Every line in the records below with the string "total" needs to be copied out.

**** Recorded data

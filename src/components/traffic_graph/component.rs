use std::cell::RefCell;
use std::rc::Rc;
use std::sync::Arc;
use std::sync::atomic::{AtomicBool, Ordering};

use leptos::prelude::*;
use log::{debug, trace};
use wasm_bindgen::prelude::*;
use web_sys::{CanvasRenderingContext2d, HtmlCanvasElement, MouseEvent, WheelEvent};

use super::engine::{EngineEvent, TrafficEngine};
use super::props::{VizProps, diff, initial_commands};
use super::render;

/// Pointer travel, in pixels, below which a press counts as a click.
const CLICK_SLOP: f64 = 3.0;

type FrameCallback = Rc<RefCell<Option<Closure<dyn FnMut()>>>>;

#[derive(Clone, Copy)]
struct Handlers {
	view_changed: Option<Callback<Vec<String>>>,
	object_highlighted: Option<Callback<Option<String>>>,
	object_hovered: Option<Callback<Option<String>>>,
	matches_found: Option<Callback<(usize, usize)>>,
}

impl Handlers {
	fn emit(&self, events: Vec<EngineEvent>) {
		for event in events {
			trace!("Engine event {:?}", event);
			match event {
				EngineEvent::ViewChanged(view) => {
					if let Some(cb) = self.view_changed {
						cb.run(view);
					}
				}
				EngineEvent::ObjectHighlighted(name) => {
					if let Some(cb) = self.object_highlighted {
						cb.run(name);
					}
				}
				EngineEvent::ObjectHovered(name) => {
					if let Some(cb) = self.object_hovered {
						cb.run(name);
					}
				}
				EngineEvent::MatchesFound { total, visible } => {
					if let Some(cb) = self.matches_found {
						cb.run((total, visible));
					}
				}
			}
		}
	}
}

fn now_ms() -> f64 {
	web_sys::window()
		.and_then(|w| w.performance())
		.map_or_else(js_sys::Date::now, |p| p.now())
}

fn canvas_size(canvas: &HtmlCanvasElement) -> (f64, f64) {
	canvas
		.parent_element()
		.map(|p| (p.client_width() as f64, p.client_height() as f64))
		.filter(|(w, h)| *w > 0.0 && *h > 0.0)
		.unwrap_or((800.0, 600.0))
}

/// Draws live traffic of the level `props.view` points at.
///
/// Prop changes are diffed against the previous props and only the engine
/// calls they require are issued.
#[component]
pub fn TrafficGraph(
	#[prop(into)] props: Signal<VizProps>,
	#[prop(optional, into)] on_view_changed: Option<Callback<Vec<String>>>,
	#[prop(optional, into)] on_object_highlighted: Option<Callback<Option<String>>>,
	#[prop(optional, into)] on_object_hovered: Option<Callback<Option<String>>>,
	#[prop(optional, into)] on_matches_found: Option<Callback<(usize, usize)>>,
	/// Frames per second to draw at; unthrottled when unset.
	#[prop(default = None)]
	target_framerate: Option<f64>,
) -> impl IntoView {
	let handlers = Handlers {
		view_changed: on_view_changed,
		object_highlighted: on_object_highlighted,
		object_hovered: on_object_hovered,
		matches_found: on_matches_found,
	};
	let canvas_ref = NodeRef::<leptos::html::Canvas>::new();
	let engine: Rc<RefCell<Option<TrafficEngine>>> = Rc::new(RefCell::new(None));
	let previous: Rc<RefCell<Option<VizProps>>> = Rc::new(RefCell::new(None));
	let animate: FrameCallback = Rc::new(RefCell::new(None));
	let resize_cb: FrameCallback = Rc::new(RefCell::new(None));
	let alive = Arc::new(AtomicBool::new(true));
	let (engine_fx, previous_fx, animate_init, resize_cb_init, alive_anim) = (
		engine.clone(),
		previous.clone(),
		animate.clone(),
		resize_cb.clone(),
		alive.clone(),
	);

	Effect::new(move |_| {
		let mut next = props.get();
		let Some(canvas) = canvas_ref.get() else {
			return;
		};
		let canvas: HtmlCanvasElement = canvas.into();
		let now = now_ms();

		let old = previous_fx.borrow_mut().take();
		let has_engine = engine_fx.borrow().is_some();
		let events = match (has_engine, old) {
			(true, Some(old)) => {
				let cmds = diff(&old, &mut next, now);
				if !cmds.is_empty() {
					debug!(
						"Props changed: {}",
						cmds.iter().map(|c| c.name()).collect::<Vec<_>>().join(", ")
					);
				}
				engine_fx
					.borrow_mut()
					.as_mut()
					.map(|e| e.apply_all(cmds))
					.unwrap_or_default()
			}
			_ => {
				let Some(window) = web_sys::window() else {
					return;
				};
				let Some(ctx) = canvas
					.get_context("2d")
					.ok()
					.flatten()
					.and_then(|c| c.dyn_into::<CanvasRenderingContext2d>().ok())
				else {
					log::error!("Canvas has no 2d context");
					return;
				};
				next.traffic.updated.get_or_insert(now);
				let (w, h) = canvas_size(&canvas);
				canvas.set_width(w as u32);
				canvas.set_height(h as u32);
				let mut created = TrafficEngine::new(w, h);
				let events = created.apply_all(initial_commands(&next));
				*engine_fx.borrow_mut() = Some(created);

				let (engine_resize, canvas_resize) = (engine_fx.clone(), canvas.clone());
				*resize_cb_init.borrow_mut() = Some(Closure::new(move || {
					let (nw, nh) = canvas_size(&canvas_resize);
					canvas_resize.set_width(nw as u32);
					canvas_resize.set_height(nh as u32);
					if let Some(ref mut e) = *engine_resize.borrow_mut() {
						e.resize(nw, nh);
					}
				}));
				if let Some(ref cb) = *resize_cb_init.borrow() {
					let _ = window
						.add_event_listener_with_callback("resize", cb.as_ref().unchecked_ref());
				}

				let min_frame_ms = target_framerate.filter(|f| *f > 0.0).map(|f| 1000.0 / f);
				let mut last_frame = 0.0;
				let (engine_anim, animate_inner, alive_inner) =
					(engine_fx.clone(), animate_init.clone(), alive_anim.clone());
				*animate_init.borrow_mut() = Some(Closure::new(move || {
					if !alive_inner.load(Ordering::Relaxed) {
						return;
					}
					let now = now_ms();
					if min_frame_ms.is_none_or(|min| now - last_frame >= min) {
						last_frame = now;
						if let Some(ref mut e) = *engine_anim.borrow_mut() {
							if let Some(s) = e.scene_mut() {
								if s.animation_running {
									s.tick(0.016);
								}
							}
							render::render(e, &ctx);
						}
					}
					if let Some(ref cb) = *animate_inner.borrow() {
						if let Some(w) = web_sys::window() {
							let _ = w.request_animation_frame(cb.as_ref().unchecked_ref());
						}
					}
				}));
				if let Some(ref cb) = *animate_init.borrow() {
					let _ = window.request_animation_frame(cb.as_ref().unchecked_ref());
				}
				events
			}
		};
		*previous_fx.borrow_mut() = Some(next);
		handlers.emit(events);
	});

	let alive_cleanup = alive.clone();
	on_cleanup(move || alive_cleanup.store(false, Ordering::Relaxed));

	let pointer = move |ev: &MouseEvent| -> Option<(f64, f64)> {
		let canvas: HtmlCanvasElement = canvas_ref.get()?.into();
		let rect = canvas.get_bounding_client_rect();
		Some((
			ev.client_x() as f64 - rect.left(),
			ev.client_y() as f64 - rect.top(),
		))
	};
	let press: Rc<RefCell<Option<(f64, f64)>>> = Rc::new(RefCell::new(None));

	let (engine_md, press_md) = (engine.clone(), press.clone());
	let on_mousedown = move |ev: MouseEvent| {
		let Some((x, y)) = pointer(&ev) else {
			return;
		};
		*press_md.borrow_mut() = Some((x, y));
		let mut engine = engine_md.borrow_mut();
		let Some(e) = engine.as_mut() else {
			return;
		};
		let draggable = e.options().allow_dragging_of_nodes;
		let Some(s) = e.scene_mut() else {
			return;
		};
		match s.node_at_position(x, y).filter(|_| draggable) {
			Some(idx) => {
				s.drag.active = true;
				s.drag.node_idx = Some(idx);
				s.drag.start_x = x;
				s.drag.start_y = y;
				let (mut nx, mut ny) = (0.0, 0.0);
				s.graph.visit_nodes(|node| {
					if node.index() == idx {
						(nx, ny) = (node.x(), node.y());
					}
				});
				s.drag.node_start_x = nx;
				s.drag.node_start_y = ny;
			}
			None => {
				s.pan.active = true;
				s.pan.start_x = x;
				s.pan.start_y = y;
				s.pan.transform_start_x = s.transform.x;
				s.pan.transform_start_y = s.transform.y;
			}
		}
	};

	let engine_mm = engine.clone();
	let on_mousemove = move |ev: MouseEvent| {
		let Some((x, y)) = pointer(&ev) else {
			return;
		};
		let mut hovered = None;
		if let Some(ref mut e) = *engine_mm.borrow_mut() {
			let dragging = e.scene().is_some_and(|s| s.drag.active);
			if !dragging {
				hovered = e.hover_at(x, y);
			}
			if let Some(s) = e.scene_mut() {
				if s.drag.active {
					if let Some(idx) = s.drag.node_idx {
						let (dx, dy) = (
							(x - s.drag.start_x) / s.transform.k,
							(y - s.drag.start_y) / s.transform.k,
						);
						let (nx, ny) = (
							s.drag.node_start_x + dx as f32,
							s.drag.node_start_y + dy as f32,
						);
						s.graph.visit_nodes_mut(|node| {
							if node.index() == idx {
								node.data.x = nx;
								node.data.y = ny;
								node.data.is_anchor = true;
							}
						});
					}
				} else if s.pan.active {
					s.transform.x = s.pan.transform_start_x + (x - s.pan.start_x);
					s.transform.y = s.pan.transform_start_y + (y - s.pan.start_y);
				}
			}
		}
		handlers.emit(hovered.into_iter().collect());
	};

	let (engine_mu, press_mu) = (engine.clone(), press.clone());
	let on_mouseup = move |ev: MouseEvent| {
		let pressed_at = press_mu.borrow_mut().take();
		let mut events = Vec::new();
		if let Some(ref mut e) = *engine_mu.borrow_mut() {
			if let Some(s) = e.scene_mut() {
				s.drag.active = false;
				s.drag.node_idx = None;
				s.pan.active = false;
			}
			if let (Some((px, py)), Some((x, y))) = (pressed_at, pointer(&ev)) {
				if (x - px).hypot(y - py) < CLICK_SLOP {
					events.extend(e.select_at(x, y));
				}
			}
		}
		handlers.emit(events);
	};

	let (engine_ml, press_ml) = (engine.clone(), press.clone());
	let on_mouseleave = move |_: MouseEvent| {
		press_ml.borrow_mut().take();
		let mut events = Vec::new();
		if let Some(ref mut e) = *engine_ml.borrow_mut() {
			if let Some(s) = e.scene_mut() {
				s.drag.active = false;
				s.drag.node_idx = None;
				s.pan.active = false;
			}
			events.extend(e.clear_hover());
		}
		handlers.emit(events);
	};

	let engine_dc = engine.clone();
	let on_dblclick = move |ev: MouseEvent| {
		let Some((x, y)) = pointer(&ev) else {
			return;
		};
		let events = match *engine_dc.borrow_mut() {
			Some(ref mut e) => e.drill_at(x, y),
			None => Vec::new(),
		};
		handlers.emit(events);
	};

	let engine_wh = engine.clone();
	let on_wheel = move |ev: WheelEvent| {
		ev.prevent_default();
		let mouse: &MouseEvent = &ev;
		let Some((x, y)) = pointer(mouse) else {
			return;
		};
		if let Some(s) = engine_wh.borrow_mut().as_mut().and_then(|e| e.scene_mut()) {
			let factor = if ev.delta_y() > 0.0 { 0.9 } else { 1.1 };
			let new_k = (s.transform.k * factor).clamp(0.1, 10.0);
			let ratio = new_k / s.transform.k;
			s.transform.x = x - (x - s.transform.x) * ratio;
			s.transform.y = y - (y - s.transform.y) * ratio;
			s.transform.k = new_k;
		}
	};

	view! {
		<canvas
			node_ref=canvas_ref
			class="traffic-graph-canvas"
			on:mousedown=on_mousedown
			on:mousemove=on_mousemove
			on:mouseup=on_mouseup
			on:mouseleave=on_mouseleave
			on:dblclick=on_dblclick
			on:wheel=on_wheel
			style="display: block; width: 100%; height: 100%; cursor: grab;"
		/>
	}
}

********

Output for this task ▸
				EngineEvent::MatchesFound { total, visible } => {
						cb.run((total, visible));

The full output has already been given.